How can tree trunks and branches be refined,  made less chunky?

You could use a rigger brush, it works like a charm. Or what I suggest to many beginners, as it is Cheaper… is to use a skewer tip to draw into the damp paint to create the finer branches, this is so much fun.

What greens to use for foliage in the landscape?
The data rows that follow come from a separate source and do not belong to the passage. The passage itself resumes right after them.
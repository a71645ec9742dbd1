// SPDX-License-Identifier: MIT
// Copyright 2026 Roland Dreier <roland@rolandd.dev>

//! Facility API routes.

use crate::error::{AppError, Result};
use crate::models::amenity::ClosestAmenityResponse;
use crate::models::category::UnknownCategory;
use crate::models::{
    AmenityCategory, AmenityResponse, AmenityUpdate, BuildingResponse, BuildingUpdate,
};
use crate::AppState;
use axum::{
    extract::{Path, Query, State},
    http::StatusCode,
    routing::get,
    Json, Router,
};
use serde::Deserialize;
use std::sync::Arc;
use uuid::Uuid;
use validator::Validate;

pub fn routes() -> Router<Arc<AppState>> {
    Router::new()
        .route("/api/buildings", get(list_buildings))
        .route("/api/buildings/geojson", get(buildings_geojson))
        .route(
            "/api/buildings/{id}",
            get(get_building).patch(update_building).delete(delete_building),
        )
        .route("/api/buildings/{id}/amenity", get(get_building_amenity))
        .route(
            "/api/buildings/{id}/closest-amenity",
            get(get_closest_amenity),
        )
        .route("/api/amenities", get(list_amenities))
        .route("/api/amenities/geojson", get(amenities_geojson))
        .route(
            "/api/amenities/{id}",
            get(get_amenity).patch(update_amenity).delete(delete_amenity),
        )
}

fn parse_id(raw: &str) -> Result<Uuid> {
    Uuid::parse_str(raw).map_err(|_| AppError::BadRequest(format!("Invalid id '{}'", raw)))
}

fn building_not_found(id: Uuid) -> AppError {
    AppError::NotFound(format!("Building {} not found", id))
}

fn amenity_not_found(id: Uuid) -> AppError {
    AppError::NotFound(format!("Amenity {} not found", id))
}

// ─── Buildings ───────────────────────────────────────────────

/// All buildings with their assigned amenity.
async fn list_buildings(State(state): State<Arc<AppState>>) -> Result<Json<Vec<BuildingResponse>>> {
    let buildings = state.facilities.get_buildings().await?;
    Ok(Json(buildings.iter().map(BuildingResponse::from).collect()))
}

/// All buildings as a GeoJSON FeatureCollection.
async fn buildings_geojson(
    State(state): State<Arc<AppState>>,
) -> Result<Json<geojson::FeatureCollection>> {
    let buildings = state.facilities.get_buildings().await?;
    Ok(Json(buildings.iter().map(|b| b.to_feature()).collect()))
}

async fn get_building(
    State(state): State<Arc<AppState>>,
    Path(id): Path<String>,
) -> Result<Json<BuildingResponse>> {
    let id = parse_id(&id)?;
    let building = state
        .facilities
        .get_building(id)
        .await?
        .ok_or_else(|| building_not_found(id))?;
    Ok(Json(BuildingResponse::from(&building)))
}

async fn update_building(
    State(state): State<Arc<AppState>>,
    Path(id): Path<String>,
    Json(update): Json<BuildingUpdate>,
) -> Result<Json<BuildingResponse>> {
    let id = parse_id(&id)?;
    update.validate()?;
    let building = state
        .facilities
        .update_building(id, &update)
        .await?
        .ok_or_else(|| building_not_found(id))?;
    Ok(Json(BuildingResponse::from(&building)))
}

async fn delete_building(
    State(state): State<Arc<AppState>>,
    Path(id): Path<String>,
) -> Result<StatusCode> {
    let id = parse_id(&id)?;
    if !state.facilities.delete_building(id).await? {
        return Err(building_not_found(id));
    }
    Ok(StatusCode::NO_CONTENT)
}

/// The building's assigned (or contained) amenity.
async fn get_building_amenity(
    State(state): State<Arc<AppState>>,
    Path(id): Path<String>,
) -> Result<Json<AmenityResponse>> {
    let id = parse_id(&id)?;
    let amenity = state
        .assignment
        .get_building_amenity(id)
        .await?
        .ok_or_else(|| AppError::NotFound(format!("No amenity found for building {}", id)))?;
    Ok(Json(AmenityResponse::from(&amenity)))
}

#[derive(Deserialize)]
struct ClosestAmenityQuery {
    /// Category label ("Food and Drink") or slug ("food_and_drink")
    category: String,
}

/// Nearest amenity of a category, with its distance.
async fn get_closest_amenity(
    State(state): State<Arc<AppState>>,
    Path(id): Path<String>,
    Query(params): Query<ClosestAmenityQuery>,
) -> Result<Json<ClosestAmenityResponse>> {
    let id = parse_id(&id)?;
    let category: AmenityCategory = params
        .category
        .parse()
        .map_err(|e: UnknownCategory| AppError::BadRequest(e.to_string()))?;

    let closest = state
        .assignment
        .get_closest_amenity(id, category)
        .await?
        .ok_or_else(|| {
            AppError::NotFound(format!(
                "No '{}' amenity within range of building {}",
                category, id
            ))
        })?;

    Ok(Json(ClosestAmenityResponse {
        building_id: id,
        category,
        amenity: AmenityResponse::from(&closest.amenity),
        distance_meters: closest.distance_meters,
    }))
}

// ─── Amenities ───────────────────────────────────────────────

async fn list_amenities(State(state): State<Arc<AppState>>) -> Result<Json<Vec<AmenityResponse>>> {
    let amenities = state.facilities.get_amenities().await?;
    Ok(Json(amenities.iter().map(AmenityResponse::from).collect()))
}

async fn amenities_geojson(
    State(state): State<Arc<AppState>>,
) -> Result<Json<geojson::FeatureCollection>> {
    let amenities = state.facilities.get_amenities().await?;
    Ok(Json(amenities.iter().map(|a| a.to_feature()).collect()))
}

async fn get_amenity(
    State(state): State<Arc<AppState>>,
    Path(id): Path<String>,
) -> Result<Json<AmenityResponse>> {
    let id = parse_id(&id)?;
    let amenity = state
        .facilities
        .get_amenity(id)
        .await?
        .ok_or_else(|| amenity_not_found(id))?;
    Ok(Json(AmenityResponse::from(&amenity)))
}

async fn update_amenity(
    State(state): State<Arc<AppState>>,
    Path(id): Path<String>,
    Json(update): Json<AmenityUpdate>,
) -> Result<Json<AmenityResponse>> {
    let id = parse_id(&id)?;
    update.validate()?;
    let amenity = state
        .facilities
        .update_amenity(id, &update)
        .await?
        .ok_or_else(|| amenity_not_found(id))?;
    Ok(Json(AmenityResponse::from(&amenity)))
}

async fn delete_amenity(
    State(state): State<Arc<AppState>>,
    Path(id): Path<String>,
) -> Result<StatusCode> {
    let id = parse_id(&id)?;
    if !state.facilities.delete_amenity(id).await? {
        return Err(amenity_not_found(id));
    }
    Ok(StatusCode::NO_CONTENT)
}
Aerial Perspective.  That is crucial.  Warm greens in the foreground, cooler in the midground and much cooler into the background.   ie  olive, then yellow green,  grass green, green blue, blue green, grey green.  And,  mix and create your own.

Can I copy that?

You could; but if the question is do I recommend it… no.  A long list of  reasons would ensue to explain properly. But between infringing on someone else’s copyright and infringing upon and lessening your own creativity, I’d not recommend copying.

 

 

 

watercolour landscape trees, with texture, debiriley.com
Wonderful Trees and Texture!

 

Useful places to go for further art basics and watercolor information:

No Fiddling Watercolours,

Watercolour Materials, where to purchase

Watercolor secrets and risks,

Watercolour the detours,

Hidden artist,

Watercolour textures,

Watercolour Tips.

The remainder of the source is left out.